**What is expected:** Lines with the string "Option" are to be identified in the listing and copied.

- Opening Delimiter -

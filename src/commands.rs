//! Command implementations for the `taskdesk` binary.
//!
//! Every command works against one [`ClientContext`]. View commands go through
//! the route guard first, so an anonymous caller is sent to login and a role
//! without access to a page gets the dashboard instead.

use chrono::NaiveDate;
use clap::{Args, Subcommand};
use std::io::{self, BufRead, Write};

use taskdesk::auth::rbac::Role;
use taskdesk::error::ClientError;
use taskdesk::models::{TaskPayload, TaskStatus, User, UserPayload};
use taskdesk::router::{self, Route};
use taskdesk::views::{DashboardView, TaskFilter, TasksView, UsersView};
use taskdesk::ClientContext;

/// Exit codes for taskdesk commands.
pub mod exit_codes {
    pub const SUCCESS: u8 = 0;
    pub const ERROR: u8 = 1;
    /// The server rejected the stored session and the user was logged out.
    pub const SESSION_EXPIRED: u8 = 2;
}

#[derive(Debug, Subcommand)]
pub enum TaskCommand {
    /// List visible tasks
    #[command(alias = "ls")]
    List {
        /// Only tasks assigned to this user id
        #[arg(long)]
        assignee: Option<i64>,

        /// Only tasks with this status (todo, "in progress", done)
        #[arg(long)]
        status: Option<TaskStatus>,
    },

    /// Create a task
    Create(TaskFields),

    /// Replace a task's fields
    Update {
        id: i64,

        #[command(flatten)]
        fields: TaskFields,
    },

    /// Change only a task's status
    Status { id: i64, status: TaskStatus },

    /// Assign a task to another user
    Assign { id: i64, assignee: i64 },

    /// Delete a task
    Delete { id: i64 },
}

#[derive(Debug, Args)]
pub struct TaskFields {
    #[arg(long)]
    pub title: String,

    #[arg(long)]
    pub description: Option<String>,

    /// Due date (YYYY-MM-DD)
    #[arg(long)]
    pub due: Option<NaiveDate>,

    #[arg(long)]
    pub assignee: Option<i64>,

    #[arg(long, default_value = "todo")]
    pub status: TaskStatus,
}

impl From<TaskFields> for TaskPayload {
    fn from(fields: TaskFields) -> Self {
        Self {
            title: fields.title,
            description: fields.description,
            due_date: fields.due,
            assignee_id: fields.assignee,
            status: fields.status,
        }
    }
}

#[derive(Debug, Subcommand)]
pub enum UserCommand {
    /// List team members
    #[command(alias = "ls")]
    List,

    /// Create a user (Admin only)
    Create(UserFields),

    /// Replace a user's details (Admin only)
    Update {
        id: i64,

        #[command(flatten)]
        fields: UserFields,
    },

    /// Delete a user (Admin only)
    Delete { id: i64 },
}

#[derive(Debug, Args)]
pub struct UserFields {
    #[arg(long)]
    pub username: String,

    #[arg(long)]
    pub email: String,

    #[arg(long, default_value = "Member")]
    pub role: Role,

    /// Mark the account inactive
    #[arg(long)]
    pub inactive: bool,
}

impl From<UserFields> for UserPayload {
    fn from(fields: UserFields) -> Self {
        Self {
            username: fields.username,
            email: fields.email,
            role: fields.role,
            is_active: !fields.inactive,
        }
    }
}

/// Maps a command result to an exit code, reporting failures on stderr.
pub fn finish(ctx: &ClientContext, result: Result<(), ClientError>) -> u8 {
    match result {
        Ok(()) => exit_codes::SUCCESS,
        Err(e) if e.is_session_rejection() => {
            tracing::debug!(signals = ctx.signal.raised_count(), "command ended by forced logout");
            eprintln!("Your session has expired. Redirecting to {}", Route::Login);
            eprintln!("Run `taskdesk login <username>` to sign in again.");
            exit_codes::SESSION_EXPIRED
        }
        // the guard already printed the redirect
        Err(ClientError::NotAuthenticated) => exit_codes::ERROR,
        Err(e) => {
            eprintln!("Error: {}", e.user_message());
            exit_codes::ERROR
        }
    }
}

/// Resolves where `route` lands. `None` means the caller must log in first.
fn enter(ctx: &ClientContext, route: Route) -> Option<Route> {
    let landing = router::guard(route, &ctx.auth.state());
    match landing {
        Route::Login => {
            eprintln!("Not logged in. Redirecting to {}", Route::Login);
            eprintln!("Run `taskdesk login <username>` first.");
            None
        }
        landing if landing != route => {
            eprintln!("{} is not available for your role; showing {}", route.title(), landing.title());
            Some(landing)
        }
        landing => Some(landing),
    }
}

pub async fn login(ctx: &ClientContext, username: &str, password: Option<String>) -> Result<(), ClientError> {
    if ctx.auth.is_authenticated() {
        tracing::info!("replacing the existing session");
    }
    let password = match password {
        Some(password) => password,
        None => read_password()?,
    };
    let user = ctx.auth.login(username, &password).await?;
    println!("Logged in as {} ({})", user.username, user.role);
    print_nav(&user);
    Ok(())
}

fn read_password() -> Result<String, ClientError> {
    eprint!("Password: ");
    io::stderr().flush()?;
    let mut line = String::new();
    io::stdin().lock().read_line(&mut line)?;
    Ok(line.trim_end_matches(&['\r', '\n'][..]).to_string())
}

pub fn logout(ctx: &ClientContext) -> Result<(), ClientError> {
    ctx.auth.logout();
    println!("Logged out. Redirecting to {}", Route::Login);
    Ok(())
}

pub fn whoami(ctx: &ClientContext) -> Result<(), ClientError> {
    if enter(ctx, Route::Profile).is_none() {
        return Err(ClientError::NotAuthenticated);
    }
    let profile = ctx.profile_view()?;
    println!("Username: {}", profile.username);
    println!("Email:    {}", profile.email);
    println!("Role:     {}", profile.role);
    println!("Status:   {}", profile.status);
    if let Some(user) = ctx.auth.current_user() {
        print_nav(&user);
    }
    Ok(())
}

fn print_nav(user: &User) {
    let items: Vec<&str> = router::nav_items(user).iter().map(|r| r.title()).collect();
    println!("Navigation: {}", items.join(" | "));
}

pub async fn dashboard(ctx: &ClientContext) -> Result<(), ClientError> {
    if enter(ctx, Route::Dashboard).is_none() {
        return Err(ClientError::NotAuthenticated);
    }
    render_dashboard(ctx).await
}

async fn render_dashboard(ctx: &ClientContext) -> Result<(), ClientError> {
    let mut view: DashboardView = ctx.dashboard_view();
    let loaded = view.load().await;
    if let Err(e) = &loaded {
        if e.is_session_rejection() {
            return loaded;
        }
    }

    println!("{}", view.greeting());
    println!();
    for card in view.cards() {
        println!("  {:<14} {:>5}   ({})", card.label, card.value, card.route);
    }
    println!();
    println!("Recent Activity");
    if view.activity().is_empty() {
        println!("  No recent activity.");
    }
    for entry in view.activity() {
        let when = entry
            .updated_on
            .map(|t| t.format("%Y-%m-%d %H:%M").to_string())
            .unwrap_or_else(|| "-".to_string());
        println!("  {} updated by {}  {}", entry.title, entry.updated_by, when);
    }
    loaded
}

pub async fn tasks(ctx: &ClientContext, command: TaskCommand) -> Result<(), ClientError> {
    match enter(ctx, Route::Tasks) {
        None => return Err(ClientError::NotAuthenticated),
        Some(Route::Tasks) => {}
        Some(_) => return render_dashboard(ctx).await,
    }

    let mut view = ctx.tasks_view();
    view.load().await?;

    match command {
        TaskCommand::List { assignee, status } => {
            view.set_filter(TaskFilter {
                assignee_id: assignee,
                status,
            });
            print_tasks(&view);
            Ok(())
        }
        TaskCommand::Create(fields) => {
            view.create(fields.into()).await?;
            println!("Task created.");
            print_tasks(&view);
            Ok(())
        }
        TaskCommand::Update { id, fields } => {
            view.update(id, fields.into()).await?;
            println!("Task {} updated.", id);
            print_tasks(&view);
            Ok(())
        }
        TaskCommand::Status { id, status } => {
            view.update_status(id, status).await?;
            println!("Task {} is now {}.", id, status);
            print_tasks(&view);
            Ok(())
        }
        TaskCommand::Assign { id, assignee } => {
            view.reassign(id, assignee).await?;
            println!("Task {} assigned to user {}.", id, assignee);
            print_tasks(&view);
            Ok(())
        }
        TaskCommand::Delete { id } => {
            view.delete(id).await?;
            println!("Task {} deleted.", id);
            print_tasks(&view);
            Ok(())
        }
    }
}

fn print_tasks(view: &TasksView) {
    let tasks = view.visible_tasks();
    if tasks.is_empty() {
        println!("No tasks.");
    }
    for task in tasks {
        let assignee = task
            .assignee
            .as_ref()
            .map(|a| a.username.clone().unwrap_or_else(|| format!("#{}", a.id)))
            .unwrap_or_else(|| "unassigned".to_string());
        let due = task
            .due_date
            .map(|d| d.to_string())
            .unwrap_or_else(|| "-".to_string());
        let marker = if view.can_edit(task) {
            ""
        } else if view.can_update_status(task) {
            " [status only]"
        } else {
            " [read-only]"
        };
        println!(
            "{:>4}  {:<12} {:<32} {:<12} due {}{}",
            task.id,
            task.status.as_str(),
            task.title,
            assignee,
            due,
            marker
        );
    }
    if let Some(message) = view.last_error() {
        eprintln!("Error: {}", message);
    }
}

pub async fn users(ctx: &ClientContext, command: UserCommand) -> Result<(), ClientError> {
    match enter(ctx, Route::Users) {
        None => return Err(ClientError::NotAuthenticated),
        Some(Route::Users) => {}
        Some(_) => return render_dashboard(ctx).await,
    }

    let mut view = ctx.users_view();
    view.load().await?;
    if let Some(notice) = view.notice() {
        println!("{}", notice);
    }

    match command {
        UserCommand::List => {}
        UserCommand::Create(fields) => {
            view.create(fields.into()).await?;
            println!("User created.");
        }
        UserCommand::Update { id, fields } => {
            view.update(id, fields.into()).await?;
            println!("User {} updated.", id);
        }
        UserCommand::Delete { id } => {
            view.delete(id).await?;
            println!("User {} deleted.", id);
        }
    }
    print_users(&view);
    Ok(())
}

fn print_users(view: &UsersView) {
    for user in view.users() {
        println!(
            "{:>4}  {:<16} {:<28} {:<8} {}",
            user.id,
            user.username,
            user.email,
            user.role.as_str(),
            if user.is_active { "Active" } else { "Inactive" }
        );
    }
    if let Some(message) = view.last_error() {
        eprintln!("Error: {}", message);
    }
}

- Closing Delimiter -

**Task output:**
        assignee: Option<i64>,
        status: Option<TaskStatus>,
    pub description: Option<String>,
    pub due: Option<NaiveDate>,
    pub assignee: Option<i64>,
fn enter(ctx: &ClientContext, route: Route) -> Option<Route> {
pub async fn login(ctx: &ClientContext, username: &str, password: Option<String>) -> Result<(), ClientError> {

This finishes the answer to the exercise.